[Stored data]

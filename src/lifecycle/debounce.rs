use std::time::Duration;

use crate::core::Viewport;

/// Result of a debounced burst of resize notifications.
#[derive(Debug, Clone, Copy, PartialEq, Eq)]
pub struct ResizeFlush {
    /// Last size reported during the burst, if any notification carried one.
    pub size: Option<Viewport>,
    pub notifications: u32,
}

/// Trailing-edge debouncer with a maximum wait.
///
/// Each notification pushes the deadline to `now + window`, but never past
/// `burst_start + max_wait`, so continuous resizing still flushes regularly.
#[derive(Debug, Clone)]
pub struct ResizeDebouncer {
    window: Duration,
    max_wait: Duration,
    burst_start: Option<Duration>,
    deadline: Option<Duration>,
    pending_size: Option<Viewport>,
    notifications: u32,
    flushes: u64,
}

impl ResizeDebouncer {
    #[must_use]
    pub fn new(window: Duration, max_wait: Duration) -> Self {
        Self {
            window,
            max_wait: max_wait.max(window),
            burst_start: None,
            deadline: None,
            pending_size: None,
            notifications: 0,
            flushes: 0,
        }
    }

    /// Records one notification and returns the flush deadline.
    pub fn record(&mut self, now: Duration, size: Option<Viewport>) -> Duration {
        let start = *self.burst_start.get_or_insert(now);
        let deadline = (now + self.window).min(start + self.max_wait);
        self.deadline = Some(deadline);
        if size.is_some() {
            self.pending_size = size;
        }
        self.notifications = self.notifications.saturating_add(1);
        deadline
    }

    #[must_use]
    pub fn deadline(&self) -> Option<Duration> {
        self.deadline
    }

    #[must_use]
    pub fn is_pending(&self) -> bool {
        self.deadline.is_some()
    }

    #[must_use]
    pub fn flushes(&self) -> u64 {
        self.flushes
    }

    /// Ends the burst if its deadline has passed.
    pub fn flush(&mut self, now: Duration) -> Option<ResizeFlush> {
        if self.deadline.is_none_or(|deadline| now < deadline) {
            return None;
        }
        let flush = ResizeFlush {
            size: self.pending_size.take(),
            notifications: self.notifications,
        };
        self.reset();
        self.flushes = self.flushes.saturating_add(1);
        Some(flush)
    }

    pub fn reset(&mut self) {
        self.burst_start = None;
        self.deadline = None;
        self.pending_size = None;
        self.notifications = 0;
    }
}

Task statement: Each entry given above is to be duplicated exactly.

Expected answer:
filename src/lifecycle/debounce.rs
use std::time::Duration;

use crate::core::Viewport;

/// Result of a debounced burst of resize notifications.
#[derive(Debug, Clone, Copy, PartialEq, Eq)]
pub struct ResizeFlush {
    /// Last size reported during the burst, if any notification carried one.
    pub size: Option<Viewport>,
    pub notifications: u32,
}

/// Trailing-edge debouncer with a maximum wait.
///
/// Each notification pushes the deadline to `now + window`, but never past
/// `burst_start + max_wait`, so continuous resizing still flushes regularly.
#[derive(Debug, Clone)]
pub struct ResizeDebouncer {
    window: Duration,
    max_wait: Duration,
    burst_start: Option<Duration>,
    deadline: Option<Duration>,
    pending_size: Option<Viewport>,
    notifications: u32,
    flushes: u64,
}

impl ResizeDebouncer {
    #[must_use]
    pub fn new(window: Duration, max_wait: Duration) -> Self {
        Self {
            window,
            max_wait: max_wait.max(window),
            burst_start: None,
            deadline: None,
            pending_size: None,
            notifications: 0,
            flushes: 0,
        }
    }

    /// Records one notification and returns the flush deadline.
    pub fn record(&mut self, now: Duration, size: Option<Viewport>) -> Duration {
        let start = *self.burst_start.get_or_insert(now);
        let deadline = (now + self.window).min(start + self.max_wait);
        self.deadline = Some(deadline);
        if size.is_some() {
            self.pending_size = size;
        }
        self.notifications = self.notifications.saturating_add(1);
        deadline
    }

    #[must_use]
    pub fn deadline(&self) -> Option<Duration> {
        self.deadline
    }

    #[must_use]
    pub fn is_pending(&self) -> bool {
        self.deadline.is_some()
    }

    #[must_use]
    pub fn flushes(&self) -> u64 {
        self.flushes
    }

    /// Ends the burst if its deadline has passed.
    pub fn flush(&mut self, now: Duration) -> Option<ResizeFlush> {
        if self.deadline.is_none_or(|deadline| now < deadline) {
            return None;
        }
        let flush = ResizeFlush {
            size: self.pending_size.take(),
            notifications: self.notifications,
        };
        self.reset();
        self.flushes = self.flushes.saturating_add(1);
        Some(flush)
    }

    pub fn reset(&mut self) {
        self.burst_start = None;
        self.deadline = None;
        self.pending_size = None;
        self.notifications = 0;
    }
}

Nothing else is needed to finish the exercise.